Having visited Libya and having been to Italy and seen migrant camps in Sicily and other parts of the south of Italy, I can provide the hon. Gentleman with some assurance on this point. I cannot cite chapter and verse with numbers, but there is a narrative that there are lots of unscrupulous people exploiting children. One need only look at the results of the Italian election. I am not saying it was the sole reason the populist right got into power, but it was a factor.

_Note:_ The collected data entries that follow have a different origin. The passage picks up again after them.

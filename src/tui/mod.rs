//! Terminal UI: main entry point and event loop.

pub mod event;
pub mod surface;

use std::io::{self, Cursor, Read, Seek};

use crossterm::event::{read as ct_read, Event, KeyEventKind};
use crossterm::terminal::{
    disable_raw_mode, enable_raw_mode, EnterAlternateScreen, LeaveAlternateScreen,
};
use crossterm::ExecutableCommand;
use ratatui::backend::CrosstermBackend;
use ratatui::layout::Rect;
use ratatui::Terminal;
use tracing::debug;
use unicode_width::UnicodeWidthStr;

use self::event::{InputState, KeyAction};
use self::surface::BufferSurface;
use crate::logging::LogQueue;
use crate::pager::{ExitReason, Markers, PagerFlags, PagerOutcome, PagerSettings, PagerView};

type Tui = Terminal<CrosstermBackend<io::Stdout>>;

/// Page `view` on the terminal until the user leaves. Blocks.
///
/// `settings` styles the nested log view opened over `logs`. A non-zero
/// `start_offset` opens the view at that byte offset.
pub fn run_tui<R: Read + Seek>(
    mut view: PagerView<R>,
    settings: &PagerSettings,
    logs: &LogQueue,
    start_offset: u64,
) -> anyhow::Result<PagerOutcome> {
    enable_raw_mode()?;
    let mut stdout = io::stdout();
    stdout.execute(EnterAlternateScreen)?;
    let backend = CrosstermBackend::new(stdout);
    let mut terminal = Terminal::new(backend)?;

    let result = start(&mut terminal, &mut view, start_offset)
        .and_then(|()| run_session(&mut terminal, &mut view, settings, Some(logs)));

    // Restore terminal (always, even on error)
    disable_raw_mode()?;
    terminal.backend_mut().execute(LeaveAlternateScreen)?;
    terminal.show_cursor()?;

    let reason = result?;
    Ok(PagerOutcome {
        reason,
        last_offset: view.top_offset(),
    })
}

/// Size the view to the terminal and scroll to `offset`.
fn start<R: Read + Seek>(
    terminal: &mut Tui,
    view: &mut PagerView<R>,
    offset: u64,
) -> anyhow::Result<()> {
    if offset > 0 {
        let size = terminal.size()?;
        view.notify_resize(size.height as usize, size.width as usize);
        view.restore_position(offset)?;
    }
    Ok(())
}

/// Main event loop: render → read → handle → repeat.
fn run_session<R: Read + Seek>(
    terminal: &mut Tui,
    view: &mut PagerView<R>,
    settings: &PagerSettings,
    logs: Option<&LogQueue>,
) -> anyhow::Result<ExitReason> {
    let mut input = InputState::default();

    loop {
        let mut drawn = Ok(());
        terminal.draw(|frame| {
            let area = frame.area();
            // ratatui starts every frame from an empty buffer
            view.invalidate();
            drawn = view.redraw(&mut BufferSurface::new(frame.buffer_mut(), area));

            if let Some(prompt) = input.prompt() {
                let row = Rect::new(
                    area.x,
                    area.bottom().saturating_sub(1),
                    area.width,
                    area.height.min(1),
                );
                let label = prompt.label();
                let buf = frame.buffer_mut();
                for x in row.left()..row.right() {
                    if let Some(cell) = buf.cell_mut((x, row.y)) {
                        cell.reset();
                    }
                }
                let style = settings.theme.status;
                buf.set_stringn(row.x, row.y, &label, row.width as usize, style);
                let width = UnicodeWidthStr::width(label.as_str()) as u16;
                let cursor = row.x + width.min(row.width.saturating_sub(1));
                frame.set_cursor_position((cursor, row.y));
            }
        })?;
        drawn?;

        let action = match ct_read()? {
            Event::Key(key) if key.kind == KeyEventKind::Press => input.handle_key(key),
            // the next redraw picks up the new size
            Event::Resize(cols, rows) => {
                debug!(rows, cols, "Terminal resized");
                KeyAction::None
            }
            _ => KeyAction::None,
        };

        match action {
            KeyAction::None => {}
            KeyAction::Command(command) => {
                if let Some(reason) = view.handle_command(command)? {
                    return Ok(reason);
                }
            }
            KeyAction::ShowLog => {
                let Some(logs) = logs else {
                    continue;
                };
                let mut log_view = PagerView::new(
                    Cursor::new(logs.render().into_bytes()),
                    settings.clone(),
                    Markers::generate(),
                    PagerFlags::logs(),
                    "Messages",
                )?;
                if run_session(terminal, &mut log_view, settings, None)? == ExitReason::Quit {
                    return Ok(ExitReason::Quit);
                }
            }
        }
    }
}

Stuart C McDonald Portrait Stuart C. McDonald
- Hansard - -

I am not absolutely sure what the hon. Gentleman is getting at. My view is that there is no evidence to back up what the Government are saying about providing an incentive to go to other EU countries as opposed to Denmark and the UK. I struggle with the ethics of that argument as well. We have child refugees here, and we should have rules in place that are in their best interests and which allow them to be reunited with their families, as do these other countries.

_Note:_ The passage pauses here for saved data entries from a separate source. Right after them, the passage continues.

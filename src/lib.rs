//! `mailpager`: a terminal pager for email messages.
//!
//! The core is [`pager`]: a lazily laid-out, classified view over a seekable
//! byte stream, drawn onto any [`pager::Surface`]. [`source`] turns files and
//! RFC 5322 messages into such streams and [`tui`] drives the pager in a
//! terminal.

pub mod config;
pub mod error;
pub mod logging;
pub mod pager;
pub mod source;
pub mod theme;
pub mod tui;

I turn to a third argument the Government tend to use in these debates: that they are acting in different ways in response to the refugee and migration crisis. It is only fair to recognise that the Government are doing good things. The Syrian vulnerable persons scheme is making excellent progress, and it is true that the Government have a record they can be proud of in providing aid to the region around Syria in particular. That does not mean, however, that we should not look at how else we can improve our response. Broadening the category of family members, as proposed by my hon. Friend’s Bill, would have limited implications for the Home Office but transformative consequences for the people involved.

Finally, I want to touch on legal aid. I used to be an immigration solicitor, and I can say hand on heart that using legal aid for a family reunion application, which people can still do in Scotland, never remotely struck me as a wasteful use of resources, because of how serious the subject matter is—separation can be both stressful for all involved and dangerous for those who are left behind—and how complex the process is. It is not just a matter of form-filling and box-ticking; there are other questions—what documents does a person need to prove a family relationship, how much credibility will a birth or marriage certificate from a certain country have with the Home Office, should we get expert verification, should a DNA test be done? That is even before we get to barriers of language and culture. Without a doubt, legal aid can make a huge and important difference to ensuring that applications are completed properly and that the Home Office can make the right decision on what are hugely important issues for those involved. For all these reasons, the measures in my hon. Friend’s private Member’s Bill are well founded, and I hope the money resolution will be tabled very soon.